Changes to the tax code to lower the cost of start-up equity should target only market-based investment; nonmarket investment can do an extraordinary amount of harm. The carried interest revenue procedure applies to partnership agreements used in alternative investments, including VC.9 Removing or ameliorating the carried interest revenue procedure from VC would reduce market-based investment in start-up firms.
Supporting Expansion
Supporting later-stage expansion may be even more important than enhancing early-stage growth. Mature high-growth, high-tech firms could flourish if they had more open access to domestic and global markets for capital, talent, and their products.
Acquisitions and initial public offerings provide crucial access to capital for the commercialization of high-growth, high-tech ideas. Exceptions to regulations for high-growth, high-tech firms should be considered as a part of broader regulatory reform in domestic capital markets.

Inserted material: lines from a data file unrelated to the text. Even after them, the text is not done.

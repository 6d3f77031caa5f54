use serde::{Deserialize, Serialize};

use crate::types::{ProjectMember, User};

#[derive(Debug, Deserialize)]
pub struct PaginationParams {
    pub cursor: Option<String>,
    pub limit: Option<i32>,
}

// Auth

#[derive(Debug, Deserialize)]
pub struct LoginRequest {
    #[serde(default)]
    pub email: String,
    #[serde(default)]
    pub password: String,
}

#[derive(Debug, Serialize)]
pub struct LoginResponse {
    pub token: String,
    /// Seconds until the session token expires.
    pub expires_in: i64,
    pub user: User,
    pub memberships: Vec<ProjectMember>,
}

/// Returned by `/auth/me` and by invitation acceptance.
#[derive(Debug, Serialize)]
pub struct MeResponse {
    pub user: User,
    pub memberships: Vec<ProjectMember>,
}

// Projects

#[derive(Debug, Deserialize)]
pub struct CreateProjectRequest {
    #[serde(default)]
    pub title: String,
    pub description: Option<String>,
}

// Invitations

#[derive(Debug, Deserialize)]
pub struct InviteRequest {
    #[serde(default)]
    pub email: String,
    pub role: Option<String>,
}

#[derive(Debug, Deserialize)]
pub struct ValidateInviteParams {
    #[serde(default)]
    pub token: String,
}

#[derive(Debug, Deserialize)]
pub struct AcceptInviteRequest {
    #[serde(default)]
    pub token: String,
    #[serde(default)]
    pub password: String,
    pub display_name: Option<String>,
}

// Annotations

#[derive(Debug, Deserialize)]
pub struct CreateAnnotationRequest {
    #[serde(default)]
    pub video_id: String,
    pub time_seconds: Option<f64>,
    #[serde(default)]
    pub content: String,
    pub category: Option<String>,
    pub parent_id: Option<String>,
}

Likewise, high-skill immigration reform, trade policy with strong intellectual property provisions, sector-specific regulation reform, and promotion of STEM education would all help America’s high-growth, high-tech firms achieve and sustain double-digit growth.
Endnotes
1. Research assistance provided by Ben Baldazo, Carlin Cherry, and Avesh Krishna.
2. U.S. GDP and GDP growth from the World Bank.
3. IHS Global Insight, “Venture Impact: The Economic Importance of Venture Capital-Backed Companies to the U.S. Economy,” NVCA, 2011.
4. Data from COMPUSTAT, VentureXpert, and Bureau of Labor Statistics. Sales growth was 5% and market capitalization growth was 7% for publicly traded VC-backed firms.
5. PWC Moneytree.
6. Data from Global New Issues, SDC Mergers & Acquisitions, and VentureXpert. The acquisition market shift came first in 2006; the IPO market followed four years later in 2010.
7. Microsoft received less VC investment than the others. David Marquardt and Technology Venture Investors held just 6.2% of Microsoft’s stock in 1985.
8. Economic Census (1997 and 2012), Census Bureau.
9. Revenue Procedure 93-27, 1993 C.B. 343, clarified by Rev. Proc. 2001-43, 2001-2 C.B. 191, Internal Revenue Service.